Ciji Green faced an unimaginable situation when her daughter, Maisie, was diagnosed with spinal muscular atrophy (SMA), a condition that leads to severe muscle wasting and often results in death before the age of two without intervention. In March 2019, the U.S. Food and Drug Administration approved a groundbreaking gene therapy called Zolgensma, designed to treat SMA. However, the cost of this single-dose treatment is a staggering $2 million, and Green’s insurance provider refused to cover it.
The emotional toll of this denial was profound. Green expressed her feelings of anger and desperation, stating, “I became very angry, to know that there was something that could help her. And I knew without a shadow of a doubt I was burying my daughter before she was 2.” Zolgensma is part of a new class of gene therapies that aim to address rare diseases, where treatment options are minimal. As these high-cost drugs expand into more common diseases, they threaten to significantly impact the U.S. healthcare system.
Economist Jonathan Gruber, who contributed to the development of the Affordable Care Act, warned of a potential crisis: “I liken it to a coming tsunami, which is basically gonna overwhelm the employer-sponsored insurance system.” Currently, over 300 high-cost genetic therapies are in clinical trials, with some targeting diseases that affect millions. Many employers, particularly those who are self-insured, face difficult financial choices. Gruber noted that about two-thirds of the insured population in the U.S. operates under self-insured arrangements, leaving companies to decide whether to cover these expensive treatments, potentially risking bankruptcy in the process.

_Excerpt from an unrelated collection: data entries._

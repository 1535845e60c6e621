//! Nearest-match engine.
//!
//! Compares a probe encoding against every registered record by L2
//! distance and classifies the closest one against a threshold.

use crate::types::{FaceEncoding, MatchResult, Record};
use thiserror::Error;

/// Match threshold used by dlib-style encoders. Lower is stricter.
pub const DEFAULT_THRESHOLD: f32 = 0.6;

/// Distance at which confidence reaches zero.
pub const DEFAULT_DISTANCE_SCALE: f32 = 1.0;

#[derive(Error, Debug, Clone, PartialEq)]
pub enum MatchError {
    #[error("probe has {probe} dimensions but record {name:?} has {record}")]
    DimensionMismatch {
        name: String,
        probe: usize,
        record: usize,
    },
    #[error("probe encoding contains non-finite values")]
    NonFiniteProbe,
    #[error("invalid calibration: {0}")]
    InvalidCalibration(String),
}

/// Strategy for comparing a probe encoding against the registered faces.
pub trait Matcher: Send + Sync {
    fn compare(
        &self,
        probe: &FaceEncoding,
        gallery: &[Record],
        threshold: f32,
    ) -> Result<MatchResult, MatchError>;
}

/// Euclidean distance matcher with linear confidence mapping.
///
/// Every gallery entry is compared; a record whose dimensionality differs
/// from the probe is an error rather than being skipped. Equal minimum
/// distances resolve to the earliest record in gallery order.
#[derive(Debug, Clone, Copy)]
pub struct EuclideanMatcher {
    distance_scale: f32,
}

impl EuclideanMatcher {
    pub fn new(distance_scale: f32) -> Result<Self, MatchError> {
        if !distance_scale.is_finite() || distance_scale <= 0.0 {
            return Err(MatchError::InvalidCalibration(format!(
                "distance scale must be positive and finite, got {distance_scale}"
            )));
        }
        Ok(Self { distance_scale })
    }

    pub fn distance_scale(&self) -> f32 {
        self.distance_scale
    }

    /// `max(0, 1 - distance / scale)`, clamped to [0, 1].
    pub fn confidence(&self, distance: f32) -> f32 {
        (1.0 - distance / self.distance_scale).clamp(0.0, 1.0)
    }
}

impl Default for EuclideanMatcher {
    fn default() -> Self {
        Self {
            distance_scale: DEFAULT_DISTANCE_SCALE,
        }
    }
}

impl Matcher for EuclideanMatcher {
    fn compare(
        &self,
        probe: &FaceEncoding,
        gallery: &[Record],
        threshold: f32,
    ) -> Result<MatchResult, MatchError> {
        if gallery.is_empty() {
            return Ok(MatchResult::NoMatch);
        }
        if !probe.is_finite() {
            return Err(MatchError::NonFiniteProbe);
        }

        let mut best: Option<(usize, f32)> = None;

        for (i, record) in gallery.iter().enumerate() {
            if record.encoding.len() != probe.len() {
                return Err(MatchError::DimensionMismatch {
                    name: record.name.clone(),
                    probe: probe.len(),
                    record: record.encoding.len(),
                });
            }

            let distance = probe.euclidean_distance(&record.encoding);
            // Strict comparison keeps the earliest record on ties.
            let is_better = match best {
                None => true,
                Some((_, best_distance)) => distance < best_distance,
            };
            if is_better {
                best = Some((i, distance));
            }
        }

        let result = match best {
            Some((idx, distance)) if distance < threshold => MatchResult::Match {
                name: gallery[idx].name.clone(),
                distance,
                confidence: self.confidence(distance),
            },
            _ => MatchResult::NoMatch,
        };

        tracing::debug!(
            gallery = gallery.len(),
            best_distance = best.map(|(_, d)| d),
            threshold,
            matched = result.is_match(),
            "compared probe against gallery"
        );

        Ok(result)
    }
}

#[cfg(test)]
mod tests {
    use super::*;

    fn record(name: &str, values: Vec<f32>) -> Record {
        Record::new(name, FaceEncoding::new(values))
    }

    /// 128 values cycling through 0.1, 0.2, ..., 0.9.
    fn pattern_128() -> Vec<f32> {
        (0..128).map(|i| (i % 9 + 1) as f32 / 10.0).collect()
    }

    #[test]
    fn test_empty_gallery_is_no_match() {
        let probe = FaceEncoding::new(vec![0.0; 4]);
        let result = EuclideanMatcher::default().compare(&probe, &[], 0.6).unwrap();
        assert_eq!(result, MatchResult::NoMatch);
    }

    #[test]
    fn test_empty_gallery_skips_probe_validation() {
        let probe = FaceEncoding::new(vec![f32::NAN]);
        let result = EuclideanMatcher::default().compare(&probe, &[], 0.6).unwrap();
        assert_eq!(result, MatchResult::NoMatch);
    }

    #[test]
    fn test_identical_probe_matches_with_full_confidence() {
        let values = pattern_128();
        let gallery = vec![record("alice", values.clone())];
        let result = EuclideanMatcher::default()
            .compare(&FaceEncoding::new(values), &gallery, DEFAULT_THRESHOLD)
            .unwrap();
        assert_eq!(
            result,
            MatchResult::Match {
                name: "alice".into(),
                distance: 0.0,
                confidence: 1.0,
            }
        );
    }

    #[test]
    fn test_distance_equal_to_threshold_is_no_match() {
        let gallery = vec![record("alice", vec![0.0; 128])];
        let mut probe = vec![0.0; 128];
        probe[0] = 0.5;
        let result = EuclideanMatcher::default()
            .compare(&FaceEncoding::new(probe), &gallery, 0.5)
            .unwrap();
        assert_eq!(result, MatchResult::NoMatch);
    }

    #[test]
    fn test_distance_just_below_threshold_matches() {
        let gallery = vec![record("alice", vec![0.0; 128])];
        let mut probe = vec![0.0; 128];
        probe[0] = 0.5;
        let result = EuclideanMatcher::default()
            .compare(&FaceEncoding::new(probe), &gallery, 0.5001)
            .unwrap();
        assert_eq!(result.name(), Some("alice"));
    }

    #[test]
    fn test_far_probe_is_no_match() {
        let values = pattern_128();
        let gallery = vec![record("alice", values.clone())];
        let mut probe = values;
        probe[10] += 0.9;
        let result = EuclideanMatcher::default()
            .compare(&FaceEncoding::new(probe), &gallery, 0.6)
            .unwrap();
        assert_eq!(result, MatchResult::NoMatch);
    }

    #[test]
    fn test_closest_record_wins() {
        let gallery = vec![
            record("far", vec![1.0, 0.0, 0.0]),
            record("near", vec![0.1, 0.0, 0.0]),
            record("mid", vec![0.3, 0.0, 0.0]),
        ];
        let probe = FaceEncoding::new(vec![0.0, 0.0, 0.0]);
        let result = EuclideanMatcher::default().compare(&probe, &gallery, 0.6).unwrap();
        match result {
            MatchResult::Match {
                name,
                distance,
                confidence,
            } => {
                assert_eq!(name, "near");
                assert!((distance - 0.1).abs() < 1e-6);
                assert!((confidence - 0.9).abs() < 1e-6);
            }
            MatchResult::NoMatch => panic!("expected a match"),
        }
    }

    #[test]
    fn test_tie_resolves_to_earliest_record() {
        let gallery = vec![
            record("decoy", vec![0.0, 1.0]),
            record("first", vec![0.2, 0.0]),
            record("second", vec![-0.2, 0.0]),
        ];
        let probe = FaceEncoding::new(vec![0.0, 0.0]);
        let matcher = EuclideanMatcher::default();
        for _ in 0..5 {
            let result = matcher.compare(&probe, &gallery, 0.6).unwrap();
            assert_eq!(result.name(), Some("first"));
        }
    }

    #[test]
    fn test_dimension_mismatch_is_error() {
        let gallery = vec![
            record("ok", vec![0.0, 0.0, 0.0]),
            record("corrupt", vec![0.0, 0.0]),
        ];
        let probe = FaceEncoding::new(vec![0.0, 0.0, 0.0]);
        let err = EuclideanMatcher::default()
            .compare(&probe, &gallery, 0.6)
            .unwrap_err();
        assert_eq!(
            err,
            MatchError::DimensionMismatch {
                name: "corrupt".into(),
                probe: 3,
                record: 2,
            }
        );
    }

    #[test]
    fn test_non_finite_probe_is_error() {
        let gallery = vec![record("alice", vec![0.0, 0.0])];
        let probe = FaceEncoding::new(vec![f32::NAN, 0.0]);
        assert_eq!(
            EuclideanMatcher::default().compare(&probe, &gallery, 0.6),
            Err(MatchError::NonFiniteProbe)
        );
    }

    #[test]
    fn test_confidence_clamped_at_zero() {
        // Loose threshold beyond the distance scale.
        let gallery = vec![record("alice", vec![0.0, 0.0])];
        let probe = FaceEncoding::new(vec![1.5, 0.0]);
        let result = EuclideanMatcher::default().compare(&probe, &gallery, 2.0).unwrap();
        match result {
            MatchResult::Match { confidence, .. } => assert_eq!(confidence, 0.0),
            MatchResult::NoMatch => panic!("expected a match"),
        }
    }

    #[test]
    fn test_confidence_respects_distance_scale() {
        let matcher = EuclideanMatcher::new(0.5).unwrap();
        assert!((matcher.confidence(0.25) - 0.5).abs() < 1e-6);
        assert_eq!(matcher.confidence(0.0), 1.0);
        assert_eq!(matcher.confidence(0.75), 0.0);
    }

    #[test]
    fn test_invalid_distance_scale_rejected() {
        assert!(EuclideanMatcher::new(0.0).is_err());
        assert!(EuclideanMatcher::new(-1.0).is_err());
        assert!(EuclideanMatcher::new(f32::NAN).is_err());
    }
}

The high price of these therapies raises questions about their affordability. Doug Ingram, CEO of Sarepta Therapeutics, acknowledged the challenges associated with developing gene therapies, stating that significant manufacturing capacity and funding are required. For instance, Sarepta’s Elevidys therapy, which costs $3.2 million, is crucial for children suffering from Duchenne muscular dystrophy, another life-threatening condition. Ingram explained that the complexity of creating these therapies necessitates raising billions of dollars, which can be a daunting task for any company.

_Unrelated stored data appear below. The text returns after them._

use std::sync::Arc;

use anyhow::{ensure, Context, Result};
use facematch_core::{EncodingStore, EuclideanMatcher};
use tracing_subscriber::EnvFilter;

mod config;
mod http;
mod payload;
mod service;

use config::Config;
use service::FaceService;

#[tokio::main]
async fn main() -> Result<()> {
    tracing_subscriber::fmt()
        .with_env_filter(EnvFilter::from_default_env())
        .init();

    let config = Config::from_env();
    tracing::info!(
        bind = %config.bind,
        backend = ?config.backend,
        db = %config.db_path.display(),
        threshold = config.threshold,
        "facematchd starting"
    );

    ensure!(
        config.threshold.is_finite() && config.threshold > 0.0,
        "FACEMATCH_THRESHOLD must be positive, got {}",
        config.threshold
    );
    let matcher = EuclideanMatcher::new(config.distance_scale)?;

    let backend = facematch_core::open_backend(config.backend, &config.db_path)
        .with_context(|| format!("opening store at {}", config.db_path.display()))?;
    let store = Arc::new(EncodingStore::open(backend, config.store_config()).await?);

    // No image model ships with the daemon; clients submit encodings
    // computed on their side.
    tracing::info!("no image encoder configured; accepting precomputed encodings only");
    let mut service = FaceService::new(store, matcher, config.threshold);
    if let Some(dir) = config.image_dir.clone() {
        tracing::info!(dir = %dir.display(), "saving registration images");
        service = service.with_image_dir(dir);
    }
    let service = Arc::new(service);

    http::serve(&config.bind, service, async {
        if let Err(e) = tokio::signal::ctrl_c().await {
            tracing::warn!(error = %e, "failed to listen for shutdown signal");
            std::future::pending::<()>().await;
        }
        tracing::info!("facematchd shutting down");
    })
    .await
}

The financial burden of such treatments has led some institutions to limit coverage. Mike Poore, CEO of Mosaic Life Care, shared his experience with the impact of high-cost therapies on his organization. After initially deciding not to cover genetic treatments to avoid raising employee premiums, he faced a personal crisis when an employee’s twins were diagnosed with SMA. The estimated cost for their gene therapy stood at $4.2 million. Public outcry ensued when the family was denied coverage, leading to threats against Poore and his family, underscoring the emotional and ethical complexities surrounding healthcare decisions.
As the healthcare landscape evolves with the introduction of expensive gene therapies, solutions are urgently needed. Gruber emphasized that neither employers nor drug manufacturers are at fault; rather, society must acknowledge the shift in treatment paradigms and find collaborative ways to manage these costs. He advocates for government support and negotiated pricing as essential steps forward.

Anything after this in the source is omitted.